RENDERED:  FEBRUARY 17, 2017; 10:00 A.M

NOT TO BE PUBLISHED

 

Commonwealth of Kentucky

Court of Appeals

NO. 2016-ca-000935-wc


 

 

FORD MOTOR COMPANY (LAP)                                            APPELLANT

 

 

 

                           PETITION FOR REVIEW OF A DECISION

v.                   OF THE WORKERS’ COMPENSATION BOARD

                                        ACTION NO. WC-13-78332

 

 

 

SHAWN MILLIRON; HON. OTTO DANIEL

WOLFF, ADMINISTRATIVE LAW JUDGE;

AND WORKERS’ COMPENSATION BOARD                          APPELLEES

 

 

 

OPINION

AFFIRMING

 

** ** ** ** **

 

BEFORE:  COMBS, STUMBO AND THOMPSON, JUDGES.
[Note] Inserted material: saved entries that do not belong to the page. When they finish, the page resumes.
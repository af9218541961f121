// SPDX-License-Identifier: Apache-2.0
// Copyright Open Network Fabric Authors

//! Recursive descent parser producing a bound, validated syntax tree.

use super::ExprError;
use super::lexer::{Spanned, Token};
use crate::consts;
use crate::layer_fields;
use crate::value::{FieldValue, Vars};

#[derive(Debug, Clone, Copy, PartialEq, Eq)]
pub(crate) enum CmpOp {
    Eq,
    Ne,
    Lt,
    Le,
    Gt,
    Ge,
    In,
    NotIn,
}

#[derive(Debug, Clone, Copy, PartialEq, Eq)]
pub(crate) enum ArithOp {
    Add,
    Sub,
    Mul,
    Rem,
    BitAnd,
    BitOr,
}

#[derive(Debug, Clone, Copy, PartialEq, Eq)]
pub(crate) enum Func {
    Set,
    Len,
}

#[derive(Debug, Clone, PartialEq)]
pub(crate) enum Node {
    Lit(FieldValue),
    Field(String),
    Has(String, String),
    List(Vec<Node>),
    Call(Func, Box<Node>),
    Neg(Box<Node>),
    Not(Box<Node>),
    And(Box<Node>, Box<Node>),
    Or(Box<Node>, Box<Node>),
    Arith(ArithOp, Box<Node>, Box<Node>),
    Cmp(CmpOp, Box<Node>, Box<Node>),
    IsNull { operand: Box<Node>, negated: bool },
}

pub(crate) struct Parser<'a> {
    src: &'a str,
    tokens: Vec<Spanned>,
    pos: usize,
    vars: &'a Vars,
}

impl<'a> Parser<'a> {
    pub(crate) fn new(src: &'a str, tokens: Vec<Spanned>, vars: &'a Vars) -> Self {
        Self {
            src,
            tokens,
            pos: 0,
            vars,
        }
    }

    /// Parse a complete expression.
    pub(crate) fn parse(mut self) -> Result<Node, ExprError> {
        let node = self.or()?;
        match self.tokens.get(self.pos) {
            None => Ok(node),
            Some(_) => Err(self.error("unexpected trailing input")),
        }
    }

    fn offset(&self) -> usize {
        self.tokens
            .get(self.pos)
            .map_or(self.src.len(), |t| t.pos)
    }

    fn error(&self, message: &str) -> ExprError {
        ExprError::Syntax {
            expr: self.src.to_string(),
            pos: self.offset(),
            message: message.to_string(),
        }
    }

    fn peek(&self) -> Option<&Token> {
        self.tokens.get(self.pos).map(|t| &t.token)
    }

    fn peek_at(&self, ahead: usize) -> Option<&Token> {
        self.tokens.get(self.pos + ahead).map(|t| &t.token)
    }

    fn eat(&mut self, token: &Token) -> bool {
        if self.peek() == Some(token) {
            self.pos += 1;
            true
        } else {
            false
        }
    }

    fn expect(&mut self, token: &Token, what: &str) -> Result<(), ExprError> {
        if self.eat(token) {
            Ok(())
        } else {
            Err(self.error(&format!("expected {what}")))
        }
    }

    fn ident(&mut self, what: &str) -> Result<String, ExprError> {
        match self.peek() {
            Some(Token::Ident(name)) => {
                let name = name.clone();
                self.pos += 1;
                Ok(name)
            }
            _ => Err(self.error(&format!("expected {what}"))),
        }
    }

    fn or(&mut self) -> Result<Node, ExprError> {
        let mut node = self.and()?;
        while self.eat(&Token::Or) {
            let rhs = self.and()?;
            node = Node::Or(Box::new(node), Box::new(rhs));
        }
        Ok(node)
    }

    fn and(&mut self) -> Result<Node, ExprError> {
        let mut node = self.not()?;
        while self.eat(&Token::And) {
            let rhs = self.not()?;
            node = Node::And(Box::new(node), Box::new(rhs));
        }
        Ok(node)
    }

    fn not(&mut self) -> Result<Node, ExprError> {
        if self.eat(&Token::Not) {
            let operand = self.not()?;
            return Ok(Node::Not(Box::new(operand)));
        }
        self.cmp()
    }

    fn cmp(&mut self) -> Result<Node, ExprError> {
        let lhs = self.sum()?;

        if self.eat(&Token::Is) {
            let negated = self.eat(&Token::Not);
            self.expect(&Token::Null, "'null' after 'is'")?;
            return Ok(Node::IsNull {
                operand: Box::new(lhs),
                negated,
            });
        }

        let op = match self.peek() {
            Some(Token::Eq) => CmpOp::Eq,
            Some(Token::Ne) => CmpOp::Ne,
            Some(Token::Lt) => CmpOp::Lt,
            Some(Token::Le) => CmpOp::Le,
            Some(Token::Gt) => CmpOp::Gt,
            Some(Token::Ge) => CmpOp::Ge,
            Some(Token::In) => CmpOp::In,
            Some(Token::Not) if self.peek_at(1) == Some(&Token::In) => {
                self.pos += 1;
                CmpOp::NotIn
            }
            _ => return Ok(lhs),
        };
        self.pos += 1;
        let rhs = self.sum()?;
        Ok(Node::Cmp(op, Box::new(lhs), Box::new(rhs)))
    }

    fn sum(&mut self) -> Result<Node, ExprError> {
        let mut node = self.product()?;
        loop {
            let op = match self.peek() {
                Some(Token::Plus) => ArithOp::Add,
                Some(Token::Minus) => ArithOp::Sub,
                _ => return Ok(node),
            };
            self.pos += 1;
            let rhs = self.product()?;
            node = Node::Arith(op, Box::new(node), Box::new(rhs));
        }
    }

    fn product(&mut self) -> Result<Node, ExprError> {
        let mut node = self.unary()?;
        loop {
            let op = match self.peek() {
                Some(Token::Star) => ArithOp::Mul,
                Some(Token::Percent) => ArithOp::Rem,
                Some(Token::Amp) => ArithOp::BitAnd,
                Some(Token::Pipe) => ArithOp::BitOr,
                _ => return Ok(node),
            };
            self.pos += 1;
            let rhs = self.unary()?;
            node = Node::Arith(op, Box::new(node), Box::new(rhs));
        }
    }

    fn unary(&mut self) -> Result<Node, ExprError> {
        if self.eat(&Token::Minus) {
            let operand = self.unary()?;
            return Ok(Node::Neg(Box::new(operand)));
        }
        self.primary()
    }

    fn primary(&mut self) -> Result<Node, ExprError> {
        let Some(token) = self.peek().cloned() else {
            return Err(self.error("unexpected end of expression"));
        };
        match token {
            Token::Int(i) => {
                self.pos += 1;
                Ok(Node::Lit(FieldValue::Int(i)))
            }
            Token::Float(f) => {
                self.pos += 1;
                Ok(Node::Lit(FieldValue::Float(f)))
            }
            Token::Str(s) => {
                self.pos += 1;
                Ok(Node::Lit(FieldValue::Str(s)))
            }
            Token::Null => {
                self.pos += 1;
                Ok(Node::Lit(FieldValue::Null))
            }
            Token::True => {
                self.pos += 1;
                Ok(Node::Lit(FieldValue::Bool(true)))
            }
            Token::False => {
                self.pos += 1;
                Ok(Node::Lit(FieldValue::Bool(false)))
            }
            Token::LParen => {
                self.pos += 1;
                let node = self.or()?;
                self.expect(&Token::RParen, "')'")?;
                Ok(node)
            }
            Token::LBracket => {
                self.pos += 1;
                let mut items = Vec::new();
                if !self.eat(&Token::RBracket) {
                    loop {
                        items.push(self.or()?);
                        if self.eat(&Token::RBracket) {
                            break;
                        }
                        self.expect(&Token::Comma, "',' or ']'")?;
                    }
                }
                Ok(Node::List(items))
            }
            Token::LBrace => {
                self.pos += 1;
                let name = self.ident("variable name")?;
                self.expect(&Token::RBrace, "'}'")?;
                self.variable(&name)
            }
            Token::Ident(_) => self.path_or_call(),
            _ => Err(self.error("unexpected token")),
        }
    }

    fn variable(&self, name: &str) -> Result<Node, ExprError> {
        self.vars
            .get(name)
            .map(|v| Node::Lit(v.clone()))
            .ok_or_else(|| ExprError::UnknownVariable(name.to_string()))
    }

    fn path_or_call(&mut self) -> Result<Node, ExprError> {
        let head = self.ident("identifier")?;

        if self.peek() == Some(&Token::LParen) {
            return self.call(&head);
        }

        let mut path = head;
        while self.peek() == Some(&Token::Dot) {
            self.pos += 1;
            let segment = self.ident("field name after '.'")?;
            if segment == "has" && self.peek() == Some(&Token::LParen) {
                return self.has(path);
            }
            path.push('.');
            path.push_str(&segment);
        }

        if !path.contains('.') && !layer_fields::is_known_path(&path) {
            // a bare name is a variable or a constant unless it names a layer
            if let Some(value) = self.vars.get(&path) {
                return Ok(Node::Lit(value.clone()));
            }
            return match consts::lookup(&path) {
                Some(named) => Ok(Node::Lit(named.into())),
                None => Err(ExprError::UnknownName(path)),
            };
        }

        if !layer_fields::is_known_path(&path) {
            return Err(ExprError::UnknownField(path));
        }
        Ok(Node::Field(path))
    }

    fn has(&mut self, path: String) -> Result<Node, ExprError> {
        self.expect(&Token::LParen, "'('")?;
        let sub = match self.peek().cloned() {
            Some(Token::Str(s)) => s,
            Some(Token::Int(i)) => i.to_string(),
            _ => return Err(self.error("expected a string argument to has()")),
        };
        self.pos += 1;
        self.expect(&Token::RParen, "')'")?;
        if !layer_fields::is_field_prefix(&path) {
            return Err(ExprError::UnknownField(path));
        }
        Ok(Node::Has(path, sub))
    }

    fn call(&mut self, name: &str) -> Result<Node, ExprError> {
        let func = match name {
            "set" => Func::Set,
            "len" => Func::Len,
            _ => return Err(ExprError::UnknownName(name.to_string())),
        };
        self.expect(&Token::LParen, "'('")?;
        let mut args = Vec::new();
        if !self.eat(&Token::RParen) {
            loop {
                args.push(self.or()?);
                if self.eat(&Token::RParen) {
                    break;
                }
                self.expect(&Token::Comma, "',' or ')'")?;
            }
        }
        if args.len() != 1 {
            return Err(ExprError::Arity {
                name: name.to_string(),
                expected: 1,
                got: args.len(),
            });
        }
        let arg = args.remove(0);
        Ok(Node::Call(func, Box::new(arg)))
    }
}

#[cfg(test)]
mod test {
    use super::*;
    use crate::expr::lexer::tokenize;
    use pretty_assertions::assert_eq;

    fn parse(src: &str, vars: &Vars) -> Result<Node, ExprError> {
        Parser::new(src, tokenize(src)?, vars).parse()
    }

    fn field(uri: &str) -> Box<Node> {
        Box::new(Node::Field(uri.to_string()))
    }

    fn int(i: i128) -> Box<Node> {
        Box::new(Node::Lit(FieldValue::Int(i)))
    }

    #[test]
    fn precedence() {
        let vars = Vars::new();
        assert_eq!(
            parse("not mle.cmd == 1 + 2 * 3", &vars).unwrap(),
            Node::Not(Box::new(Node::Cmp(
                CmpOp::Eq,
                field("mle.cmd"),
                Box::new(Node::Arith(
                    ArithOp::Add,
                    int(1),
                    Box::new(Node::Arith(ArithOp::Mul, int(2), int(3)))
                ))
            )))
        );
        assert_eq!(
            parse("a_or or mle and coap", &Vars::from_iter([("a_or".to_string(), 1.into())]))
                .unwrap(),
            Node::Or(
                int(1),
                Box::new(Node::And(field("mle"), field("coap")))
            )
        );
    }

    #[test]
    fn variables_and_constants() {
        let mut vars = Vars::new();
        vars.insert("LEADER".into(), FieldValue::from("16:6e:0a:00:00:00:00:01"));
        assert_eq!(
            parse("wpan.src64 == {LEADER}", &vars).unwrap(),
            Node::Cmp(
                CmpOp::Eq,
                field("wpan.src64"),
                Box::new(Node::Lit(FieldValue::from("16:6e:0a:00:00:00:00:01")))
            )
        );
        assert_eq!(
            parse("mle.cmd == MLE_ADVERTISEMENT", &vars).unwrap(),
            Node::Cmp(CmpOp::Eq, field("mle.cmd"), int(4))
        );
        assert_eq!(
            parse("{ROUTER}", &vars).unwrap_err(),
            ExprError::UnknownVariable("ROUTER".into())
        );
        assert_eq!(
            parse("NOT_A_THING", &vars).unwrap_err(),
            ExprError::UnknownName("NOT_A_THING".into())
        );
    }

    #[test]
    fn fields_are_validated() {
        let vars = Vars::new();
        assert_eq!(
            parse("mle.tlv.nope == 1", &vars).unwrap_err(),
            ExprError::UnknownField("mle.tlv.nope".into())
        );
        assert_eq!(
            parse("thread_nwd.tlv.server.has('16')", &vars).unwrap(),
            Node::Has("thread_nwd.tlv.server".into(), "16".into())
        );
        assert!(parse("len(mle.tlv.type, 1)", &vars).is_err());
        assert!(parse("frobnicate(1)", &vars).is_err());
    }

    #[test]
    fn special_operators() {
        let vars = Vars::new();
        assert_eq!(
            parse("9 not in mle.tlv.type", &vars).unwrap(),
            Node::Cmp(CmpOp::NotIn, int(9), field("mle.tlv.type"))
        );
        assert_eq!(
            parse("coap.payload is not null", &vars).unwrap(),
            Node::IsNull {
                operand: field("coap.payload"),
                negated: true
            }
        );
        assert!(parse("mle.cmd ==", &vars).is_err());
        assert!(parse("(mle.cmd", &vars).is_err());
        assert!(parse("mle.cmd 1", &vars).is_err());
    }
}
STUMBO, JUDGE:  Ford Motor Company (LAP) appeals from an Opinion of the Workers’ Compensation Board Affirming in Part, Vacating in Part and Remanding an Opinion, Order and Award rendered by Hon. Otto D. Wolff, IV, Administrative Law Judge (“ALJ”).  Ford argues that the Board erred in its findings on impairment and apportionment, that its decision is not consistent with the AMA Guides, and that the ALJ’s decision is not based on substantial evidence.  Ford also maintains that the Board erred in affirming the ALJ’s finding that Shawn Milliron reached maximum medical improvement (“MMI”) on December 1, 2013.  For the reasons stated below, we find no error and AFFIRM the Opinion of the Workers’ Compensation Board.

                   In 1992, Shawn Milliron began employment with Ford at a Minnesota production plant.  In 1997, he sustained a work-related neck injury.  As a result of the injury, he underwent a laminectomy and cervical fusion.  After the fusion surgery, Milliron’s treating surgeon, Dr. Sunny Kim, assigned an impairment rating of 23.5%.  According to the record, this rating was not based on the AMA Guides.  Milliron’s subsequent workers’ compensation claim was settled based on a 24% impairment rating.

                   Thereafter, Milliron returned to full-duty employment at Ford with no restrictions.  Over the years that followed, Milliron treated residual neck pain with over-the-counter medications and chiropractic treatments.

                   In 2011, the Minnesota plant closed and Milliron was transferred to Kentucky.  Two years later, on May 7, 2013, Milliron experienced a popping sensation and immediate neck pain when he yanked hard on a cable to release a part off of a rack.  Milliron sought treatment at Ford’s in-house medical facility, where he was prescribed physical therapy and placed on light duty.  Milliron was later treated by orthopedic surgeon Dr. Matthew Phillips, who referred Milliron to pain management specialist Dr. Gary Reasor.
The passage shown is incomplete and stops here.